Whereas philosophy had traditionally been occupied with the concept of BEING Hegel substituted the process of BECOMING. Because all of history was seen as the process of the objectification of Spirit, and human beings were a part of the historical process, all human knowledge was said to be Absolute Spirit thinking through human minds.

An example of how Hegel saw this dialectic working itself out can be seen in his philosophy of history. The original thesis was the Despotism of the ancient period. The antithesis to Despotism was seen as the democracy of ancient Greece. The higher synthesis of these opposing forces was understood as Aristocracy. Aristocracy in turn became the new thesis which was opposed by Monarchy.

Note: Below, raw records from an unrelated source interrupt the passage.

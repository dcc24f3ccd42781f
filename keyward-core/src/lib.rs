use std::collections::HashMap;
use std::fmt;

use serde::{Deserialize, Serialize};
use zeroize::Zeroizing;

pub mod config;

pub type Attributes = HashMap<String, String>;

pub type Result<T, E = Error> = std::result::Result<T, E>;

/// D-Bus error names the Secret Service API defines for its own failures.
pub mod error_names {
    pub const IS_LOCKED: &str = "org.freedesktop.Secret.Error.IsLocked";
    pub const NO_SESSION: &str = "org.freedesktop.Secret.Error.NoSession";
    pub const NO_SUCH_OBJECT: &str = "org.freedesktop.Secret.Error.NoSuchObject";
    pub const NOT_SUPPORTED: &str = "org.freedesktop.DBus.Error.NotSupported";
}

/// Errors surfaced by the Secret Service client.
///
/// None of these are retried internally: a half-finished session negotiation
/// or prompt may have left the daemon in an unknown state, so the caller
/// decides what to re-query.
#[derive(Debug, thiserror::Error)]
pub enum Error {
    /// Transport failure or a remote error with no more specific mapping.
    #[error("bus error: {message}")]
    Bus {
        name: Option<String>,
        message: String,
    },
    /// Encode/decode attempted while the session is not open.
    #[error("session is not open")]
    SessionState,
    /// Generic on purpose: padding, length and key problems are reported alike.
    #[error("secret could not be decrypted")]
    DecryptionFailure,
    #[error("object is locked")]
    Locked,
    /// The prompt did not complete in time. Whatever the prompt was doing on the
    /// daemon side is unknown; re-query the affected objects.
    #[error("prompt timed out")]
    PromptTimeout,
    #[error("crypto failure: {0}")]
    CryptoFailure(String),
    #[error("session algorithm not supported by the service: {0}")]
    AlgorithmUnsupported(String),
    #[error("a prompt is already pending for {0}")]
    PromptBusy(String),
    #[error("no such object: {0}")]
    NoSuchObject(String),
    #[error("invalid object path: {0}")]
    InvalidPath(String),
    #[error("unexpected reply: {0}")]
    InvalidReply(String),
}

impl Error {
    pub fn bus(message: impl Into<String>) -> Self {
        Self::Bus {
            name: None,
            message: message.into(),
        }
    }

    /// Map a remote D-Bus error reply onto the client error kinds.
    pub fn from_remote(name: &str, message: impl Into<String>) -> Self {
        let message = message.into();
        match name {
            error_names::IS_LOCKED => Self::Locked,
            error_names::NO_SESSION => Self::SessionState,
            error_names::NO_SUCH_OBJECT => Self::NoSuchObject(message),
            _ => Self::Bus {
                name: Some(name.to_string()),
                message,
            },
        }
    }

    /// The remote error name, if this error came from a D-Bus error reply.
    pub fn remote_name(&self) -> Option<&str> {
        match self {
            Self::Bus { name, .. } => name.as_deref(),
            _ => None,
        }
    }
}

/// Session encryption algorithms defined by the Secret Service API.
///
/// `Plain` sends secrets unencrypted over the bus socket.
/// `DhIetf1024Sha256Aes128CbcPkcs7` negotiates an AES-128-CBC key via
/// Diffie-Hellman over the 1024-bit IETF group.
#[derive(Debug, Clone, Copy, Default, PartialEq, Eq, Serialize, Deserialize)]
pub enum SessionAlgorithm {
    #[serde(rename = "plain")]
    Plain,
    #[default]
    #[serde(rename = "dh-ietf1024-sha256-aes128-cbc-pkcs7")]
    DhIetf1024Sha256Aes128CbcPkcs7,
}

impl SessionAlgorithm {
    pub const fn as_str(self) -> &'static str {
        match self {
            Self::Plain => "plain",
            Self::DhIetf1024Sha256Aes128CbcPkcs7 => "dh-ietf1024-sha256-aes128-cbc-pkcs7",
        }
    }

    pub const fn is_encrypted(self) -> bool {
        matches!(self, Self::DhIetf1024Sha256Aes128CbcPkcs7)
    }
}

impl fmt::Display for SessionAlgorithm {
    fn fmt(&self, f: &mut fmt::Formatter<'_>) -> fmt::Result {
        f.write_str(self.as_str())
    }
}

/// Plaintext secret bytes, scrubbed on drop.
pub struct SecretBytes(Zeroizing<Vec<u8>>);

impl SecretBytes {
    pub fn new(bytes: Vec<u8>) -> Self {
        Self(Zeroizing::new(bytes))
    }

    /// Create from an already-zeroizing buffer (avoids a plain copy).
    pub fn from_zeroizing(bytes: Zeroizing<Vec<u8>>) -> Self {
        Self(bytes)
    }

    pub fn as_slice(&self) -> &[u8] {
        &self.0
    }

    pub fn len(&self) -> usize {
        self.0.len()
    }

    pub fn is_empty(&self) -> bool {
        self.0.is_empty()
    }
}

impl fmt::Debug for SecretBytes {
    fn fmt(&self, f: &mut fmt::Formatter<'_>) -> fmt::Result {
        f.write_str("SecretBytes([redacted])")
    }
}

impl Clone for SecretBytes {
    fn clone(&self) -> Self {
        Self(Zeroizing::new(self.0.to_vec()))
    }
}

impl PartialEq<[u8]> for SecretBytes {
    fn eq(&self, other: &[u8]) -> bool {
        self.as_slice() == other
    }
}

impl From<&[u8]> for SecretBytes {
    fn from(bytes: &[u8]) -> Self {
        Self::new(bytes.to_vec())
    }
}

Hegel cast his long shadow over the entire 19th century giving it an optimistic cast which dogmatically asserted the progress in history and the perfectibility of humanity. Barth comments , “. . .it was precisely when it (the nineteenth century) was utterly ruled and completely ruled by Hegel that the new age best understood itself, and it was then at all events that it best knew what it wanted.”4 According to Barth, Hegel held sway until the catastrophe of 1914, World War I. His philosophy of history gave the structure adopted by the emerging schools of biblical criticism, as well as the mental cast to the entire century.

Hegel’s philosophy is the philosophy of self-confidence.5 The optimistic slogan that characterized the late nineteenth century Liberalism, “Every day in every way we are getting better and better,” reflects that optimism.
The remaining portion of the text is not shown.